[Exercise directions]:
Write the data out verbatim.

Collected data entries:
((

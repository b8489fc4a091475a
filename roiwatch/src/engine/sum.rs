// roiwatch/src/engine/sum.rs
//
// Neumaier compensated summation + money rounding.
//
// The compensation term carries the low-order bits each addition drops.
// Rounding works on the exact binary value of the sum: 1.115 is stored as
// 1.11499999999999999..., so it rounds to 1.11.

use rust_decimal::prelude::ToPrimitive;
use rust_decimal::{Decimal, RoundingStrategy};

use crate::error::{Result, RoiError};

/// At and above 2^52 every f64 is an integer, so there are no cents to round.
const NO_FRACTION: f64 = 4_503_599_627_370_496.0;

#[derive(Debug, Default, Clone, Copy)]
pub struct CompensatedSum {
    sum:          f64,
    compensation: f64,
}

impl CompensatedSum {
    pub fn new() -> Self { Self::default() }

    pub fn add(&mut self, x: f64) {
        let t = self.sum + x;
        if self.sum.abs() >= x.abs() {
            self.compensation += (self.sum - t) + x;
        } else {
            self.compensation += (x - t) + self.sum;
        }
        self.sum = t;
    }

    /// Compensated total. NaN or infinite once the running sum has overflowed.
    pub fn value(&self) -> f64 { self.sum + self.compensation }
}

impl FromIterator<f64> for CompensatedSum {
    fn from_iter<I: IntoIterator<Item = f64>>(iter: I) -> Self {
        let mut s = Self::new();
        for x in iter {
            s.add(x);
        }
        s
    }
}

/// Pass `value` through, or fail with `Overflow` naming what overflowed.
pub fn finite(value: f64, context: impl FnOnce() -> String) -> Result<f64> {
    if value.is_finite() {
        Ok(value)
    } else {
        Err(RoiError::Overflow { context: context() })
    }
}

/// Round to 2 decimals, half away from zero. `-0.0` comes back as `0.0`.
pub fn round2(x: f64) -> f64 {
    if !x.is_finite() || x.abs() >= NO_FRACTION {
        return x;
    }
    // Below half a cent in magnitude, including every subnormal.
    if x.abs() < 0.005 {
        return 0.0;
    }
    let Some(exact) = Decimal::from_f64_retain(x) else {
        return x;
    };
    let r = exact
        .round_dp_with_strategy(2, RoundingStrategy::MidpointAwayFromZero)
        .to_f64()
        .unwrap_or(x);
    if r == 0.0 { 0.0 } else { r }
}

))

[Response to the task]:
repository b8489fc4a091475a
filename roiwatch/src/engine/sum.rs
// roiwatch/src/engine/sum.rs
//
// Neumaier compensated summation + money rounding.
//
// The compensation term carries the low-order bits each addition drops.
// Rounding works on the exact binary value of the sum: 1.115 is stored as
// 1.11499999999999999..., so it rounds to 1.11.

use rust_decimal::prelude::ToPrimitive;
use rust_decimal::{Decimal, RoundingStrategy};

use crate::error::{Result, RoiError};

/// At and above 2^52 every f64 is an integer, so there are no cents to round.
const NO_FRACTION: f64 = 4_503_599_627_370_496.0;

#[derive(Debug, Default, Clone, Copy)]
pub struct CompensatedSum {
    sum:          f64,
    compensation: f64,
}

impl CompensatedSum {
    pub fn new() -> Self { Self::default() }

    pub fn add(&mut self, x: f64) {
        let t = self.sum + x;
        if self.sum.abs() >= x.abs() {
            self.compensation += (self.sum - t) + x;
        } else {
            self.compensation += (x - t) + self.sum;
        }
        self.sum = t;
    }

    /// Compensated total. NaN or infinite once the running sum has overflowed.
    pub fn value(&self) -> f64 { self.sum + self.compensation }
}

impl FromIterator<f64> for CompensatedSum {
    fn from_iter<I: IntoIterator<Item = f64>>(iter: I) -> Self {
        let mut s = Self::new();
        for x in iter {
            s.add(x);
        }
        s
    }
}

/// Pass `value` through, or fail with `Overflow` naming what overflowed.
pub fn finite(value: f64, context: impl FnOnce() -> String) -> Result<f64> {
    if value.is_finite() {
        Ok(value)
    } else {
        Err(RoiError::Overflow { context: context() })
    }
}

/// Round to 2 decimals, half away from zero. `-0.0` comes back as `0.0`.
pub fn round2(x: f64) -> f64 {
    if !x.is_finite() || x.abs() >= NO_FRACTION {
        return x;
    }
    // Below half a cent in magnitude, including every subnormal.
    if x.abs() < 0.005 {
        return 0.0;
    }
    let Some(exact) = Decimal::from_f64_retain(x) else {
        return x;
    };
    let r = exact
        .round_dp_with_strategy(2, RoundingStrategy::MidpointAwayFromZero)
        .to_f64()
        .unwrap_or(x);
    if r == 0.0 { 0.0 } else { r }
}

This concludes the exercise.